### Work request
Transcribe exactly the first line of the listing below and each line that follows it, ending with the line that contains "once per process.", and omit the remainder.

_ _ _ _ _ _ _

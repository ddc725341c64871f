// Alarm domain types.
pub mod alarm;
pub mod repeat;
pub mod trigger;

pub use alarm::{Alarm, AlarmId, ChallengeType, DEFAULT_LABEL, DEFAULT_SOUND, parse_clock};
pub use repeat::RepeatDays;
pub use trigger::{ScheduledTrigger, TriggerKey, TriggerPayload};
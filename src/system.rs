// Wires the engine together and runs its event loop.
use crate::backup::BackupTriggerPath;
use crate::cleanup::CleanupUtility;
use crate::config::Config;
use crate::context::AppContext;
use crate::error::WorkResult;
use crate::platform::Platform;
use crate::ports::{DeferredTask, DeferredTaskService, DeferredWork};
use crate::receiver::{AlarmReceiver, Handled, PlatformEvent};
use crate::reliability::{RELIABILITY_CHECK_TAG, ReliabilityEvaluator};
use crate::reminder::ReminderScheduler;
use crate::ringing::RingingSession;
use crate::scheduler::AlarmScheduler;
use crate::sequencer::{TriggerFallbackSequencer, TriggerReport};
use crate::service::AlarmService;
use crate::store::AlarmStore;
use std::sync::Arc;
use tokio::sync::mpsc;
use tokio::task::JoinHandle;
use tokio::time::Duration;

pub const EVENT_QUEUE_SIZE: usize = 32;
pub const STORE_POLL_INTERVAL: Duration = Duration::from_secs(30);

#[derive(Debug, Clone)]
pub enum EngineMessage {
    /// An alarm started ringing; carries the immediate steps' report.
    Ringing(TriggerReport),
    Rescheduled(usize),
}

/// Every engine component, built once per process.
pub struct Engine {
    pub platform: Platform,
    pub session: RingingSession,
    pub sequencer: TriggerFallbackSequencer,
    pub service: Arc<AlarmService>,
    pub reliability: Arc<ReliabilityEvaluator>,
    pub receiver: Arc<AlarmReceiver>,
    pub cleanup: CleanupUtility,
}

impl Engine {
    pub fn new(
        ctx: Arc<dyn AppContext>,
        config: &Config,
        store: Arc<AlarmStore>,
        platform: Platform,
    ) -> Self {
        let session = RingingSession::new();
        let sequencer = TriggerFallbackSequencer::new(
            platform.power.clone(),
            platform.audio.clone(),
            platform.screen.clone(),
            platform.notifier.clone(),
            session.clone(),
            config.trigger_timings(),
        );
        let reminders = ReminderScheduler::new(
            platform.tasks.clone(),
            platform.clock.clone(),
            platform.notifier.clone(),
            config.reminder_lead(),
        );
        let scheduler =
            AlarmScheduler::new(platform.timers.clone(), platform.clock.clone(), reminders);
        let backup = BackupTriggerPath::new(
            platform.tasks.clone(),
            platform.clock.clone(),
            ctx.clone(),
            sequencer.clone(),
        );
        let service = Arc::new(AlarmService::new(ctx.clone(), store, scheduler, backup));
        let reliability = Arc::new(ReliabilityEvaluator::new(
            platform.permissions.clone(),
            platform.timers.clone(),
            ctx,
        ));
        let receiver = Arc::new(AlarmReceiver::new(
            service.clone(),
            sequencer.clone(),
            reliability.clone(),
            platform.clock.clone(),
        ));
        let cleanup = CleanupUtility::new(service.clone(), platform.tasks.clone());

        Self {
            platform,
            session,
            sequencer,
            service,
            reliability,
            receiver,
            cleanup,
        }
    }

    /// Queues the next periodic reliability check.
    pub fn schedule_reliability_check(&self, config: &Config) {
        schedule_reliability_check(self.platform.tasks.as_ref(), config);
    }
}

fn schedule_reliability_check(tasks: &dyn DeferredTaskService, config: &Config) {
    if let Err(e) = tasks.enqueue(reliability_check_task(config)) {
        log::warn!("Failed to schedule reliability check: {}", e);
    }
}

pub fn reliability_check_task(config: &Config) -> DeferredTask {
    let delay_ms = config.reliability_check_interval_mins.max(1) as i64 * 60_000;
    DeferredTask::new(RELIABILITY_CHECK_TAG, delay_ms, DeferredWork::ReliabilityCheck)
        .tagged(RELIABILITY_CHECK_TAG)
}

/// The host queue's retry policy: linear backoff, bounded attempts.
/// Returns `None` once the task has used up its retries.
pub fn retry_task(task: &DeferredTask, config: &Config) -> Option<DeferredTask> {
    let attempt = task.attempt + 1;
    if attempt > config.max_task_retries {
        return None;
    }
    let mut next = task.clone();
    next.attempt = attempt;
    next.delay_ms = (config.retry_backoff_secs * attempt as u64 * 1000) as i64;
    Some(next)
}

/// Spawns the engine loop. Events are handled one at a time, in order.
/// The loop ends on `PlatformEvent::Shutdown` or when every sender is gone.
pub fn spawn_engine(
    receiver: Arc<AlarmReceiver>,
    tasks: Arc<dyn DeferredTaskService>,
    config: Config,
    mut rx: mpsc::Receiver<PlatformEvent>,
    ui_sender: Option<mpsc::Sender<EngineMessage>>,
) -> JoinHandle<()> {
    tokio::spawn(async move {
        while let Some(event) = rx.recv().await {
            let due = match &event {
                PlatformEvent::DeferredTaskDue(task) => Some(task.clone()),
                _ => None,
            };

            let message = match receiver.handle(event) {
                Handled::Stop => {
                    log::info!("Engine shutting down");
                    break;
                }
                Handled::Ringing(run) => Some(EngineMessage::Ringing(run.detach())),
                Handled::Rescheduled(results) => Some(EngineMessage::Rescheduled(results.len())),
                Handled::Work(result) => {
                    if let Some(task) = due {
                        settle_task(tasks.as_ref(), &config, &task, result);
                    }
                    None
                }
                Handled::Ignored | Handled::Dismissed(_) => None,
            };

            if let (Some(msg), Some(ui_tx)) = (message, &ui_sender) {
                let _ = ui_tx.send(msg).await;
            }
        }
    })
}

fn settle_task(
    tasks: &dyn DeferredTaskService,
    config: &Config,
    task: &DeferredTask,
    result: WorkResult,
) {
    let finished = match result {
        WorkResult::Success => true,
        WorkResult::Failure => {
            log::error!("Task {} failed permanently", task.key);
            true
        }
        WorkResult::Retry => match retry_task(task, config) {
            Some(next) => {
                log::warn!(
                    "Task {} will be retried in {}s (attempt {})",
                    task.key,
                    next.delay_ms / 1000,
                    next.attempt + 1
                );
                if let Err(e) = tasks.enqueue(next) {
                    log::error!("Failed to requeue task {}: {}", task.key, e);
                }
                false
            }
            None => {
                log::error!("Task {} gave up after {} retries", task.key, task.attempt);
                true
            }
        },
    };

    if finished && task.work == DeferredWork::ReliabilityCheck {
        schedule_reliability_check(tasks, config);
    }
}

/// Polls the alarm file so edits made by the CLI reach a running daemon.
pub fn spawn_store_watcher(
    store: Arc<AlarmStore>,
    events: mpsc::Sender<PlatformEvent>,
    period: Duration,
) -> JoinHandle<()> {
    tokio::spawn(async move {
        let mut ticker = tokio::time::interval(period);
        ticker.tick().await;
        loop {
            ticker.tick().await;
            match store.reload() {
                Ok(true) => {
                    if events.send(PlatformEvent::StoreChanged).await.is_err() {
                        break;
                    }
                }
                Ok(false) => {}
                Err(e) => log::warn!("Failed to reload alarm store: {}", e),
            }
        }
    })
}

_ _ _ _ _ _ _

### Output of the exercise
repository ddc725341c64871f
// Alarm domain types.
pub mod alarm;
pub mod repeat;
pub mod trigger;

pub use alarm::{Alarm, AlarmId, ChallengeType, DEFAULT_LABEL, DEFAULT_SOUND, parse_clock};
pub use repeat::RepeatDays;
pub use trigger::{ScheduledTrigger, TriggerKey, TriggerPayload};
filename src/system.rs
// Wires the engine together and runs its event loop.
use crate::backup::BackupTriggerPath;
use crate::cleanup::CleanupUtility;
use crate::config::Config;
use crate::context::AppContext;
use crate::error::WorkResult;
use crate::platform::Platform;
use crate::ports::{DeferredTask, DeferredTaskService, DeferredWork};
use crate::receiver::{AlarmReceiver, Handled, PlatformEvent};
use crate::reliability::{RELIABILITY_CHECK_TAG, ReliabilityEvaluator};
use crate::reminder::ReminderScheduler;
use crate::ringing::RingingSession;
use crate::scheduler::AlarmScheduler;
use crate::sequencer::{TriggerFallbackSequencer, TriggerReport};
use crate::service::AlarmService;
use crate::store::AlarmStore;
use std::sync::Arc;
use tokio::sync::mpsc;
use tokio::task::JoinHandle;
use tokio::time::Duration;

pub const EVENT_QUEUE_SIZE: usize = 32;
pub const STORE_POLL_INTERVAL: Duration = Duration::from_secs(30);

#[derive(Debug, Clone)]
pub enum EngineMessage {
    /// An alarm started ringing; carries the immediate steps' report.
    Ringing(TriggerReport),
    Rescheduled(usize),
}

/// Every engine component, built once per process.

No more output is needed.